Hickstead, West Sussex, 24 March
Featuring riders Liz Diegutis, Richard Barrett, Andrew Gould, Jacquie Mutch, Suzanne Lavandera, Sarah Millis, Shellie Beattie, Debbie Lush, Nicola Grainge, Rob Hulbert, Krystyna Monks and Danielle Dickson
HICKSTEAD opened its 2017 season with a humdinger of a day. Over 100 tests were ridden from prelim to grand prix. The ribbon for first in the grand prix was claimed by Berkshire-based Liz Diegutis. Liz celebrated both her birthday and her return to the British dressage scene with a plus-69% GP riding her 12-year-old Sandro Hit homebred Saskia Hit.
She said: “I’ve dreamed of getting that kind of grand prix score. When I first rode at GP, 69% was Olympic level! Both our judges [Linda Whetstone and Mary-Anne Horn] were spot on with their marks and complimentary about ‘Princess’ and about how I presented her, which I very much appreciate because the harmony stuff is really important for me.” Liz returned home to the UK in September from Germany where she has been working for the past several years riding, competing and producing horses for sale. She said:
“I learnt a lot and rode some wonderful horses in Germany but it was tough. I had to make my name as a rider all over again.” While there she competed Saskia Hit up to CDI4*. She added: “Now I want to ride internationally representing my country: I want my red badge!”
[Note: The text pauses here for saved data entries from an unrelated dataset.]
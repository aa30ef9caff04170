//! Binary and text codecs
//!
//! Thin entry points over the wire codec ([`binary`]) and the JSON mapping
//! ([`text`]) that attach the message type to every error.

pub mod binary;
pub mod text;

use crate::error::{ProtopadError, Result};
use crate::message::DynamicMessage;
use crate::schema::MessageDescriptor;

/// Decode protobuf wire bytes as `desc`
pub fn decode_binary(data: &[u8], desc: &MessageDescriptor) -> Result<DynamicMessage> {
    binary::decode(desc, data).map_err(|reason| ProtopadError::BinaryDecode {
        type_name: desc.full_name().to_string(),
        reason,
    })
}

/// Serialize to protobuf wire bytes
pub fn encode_binary(message: &DynamicMessage) -> Vec<u8> {
    binary::encode(message)
}

/// Parse JSON text as `desc`
pub fn decode_text(text: &str, desc: &MessageDescriptor) -> Result<DynamicMessage> {
    let json: serde_json::Value =
        serde_json::from_str(text).map_err(|e| ProtopadError::text(desc.full_name(), e))?;
    text::from_json(desc, &json)
}

/// Render as pretty-printed JSON (2-space indent)
pub fn encode_text(message: &DynamicMessage, include_defaults: bool) -> Result<String> {
    Ok(serde_json::to_string_pretty(&text::to_json(
        message,
        include_defaults,
    ))?)
}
The strong cold north wind that blew all day was a factor for many combinations. In Richard Barrett’s inter II debut on Tantoni Sir Soccrates, his top hat was not entirely on-side and after some submission issues it eventually parted company. Richard said: “Every time I clutched my hat Soccs cantered off and we got a four. I felt so awful about it and went back to the lorry in shame. In all the years I’ve ridden it’s never moved but perhaps my hair's thinner on top now!”
The Sir Donnerhall x White Magic 11-year-old was last at Hickstead for the 2015 international when he won the PSG, partnered by Alice Oppenheimer. Alice also competed Soccs successfully in small tour classes at Vidauban in the same year. It has been Richard’s brief to produce Soccs at big tour and for sale for his owner and breeder Georgina Pole-Carew. Speaking of the positives from their inter II, Richard said: “I’ve been working on getting more closure in the baseline and I was pleased with the feel I got in piaffe-passage. We managed some eights and 8.5s when I wasn’t holding my hat!” Richard, Soccs and The Hat scored 65.59% for first place in their class.
Andrew Gould riding David and Angela Jones’ Esquire III led the inter I by four clear points but the magic wasn’t quite happening as it did back in the summer in the “invitational" before a panel of international judges when they made a winning inter I debut with a freestyle. So well-behaved is the Valeron x Krack C stallion — and he is only eight — that you forget that he is also a stallion. But Andrew corrected: “He is a stallion when you’re on the ground and it can take three of us to tack him up in the horsebox. He’s a pain until my bum hits the saddle, then he’s a different horse. The problem is he gets stressed travelling and by the time he gets to a show he’s already done half an hour’s work.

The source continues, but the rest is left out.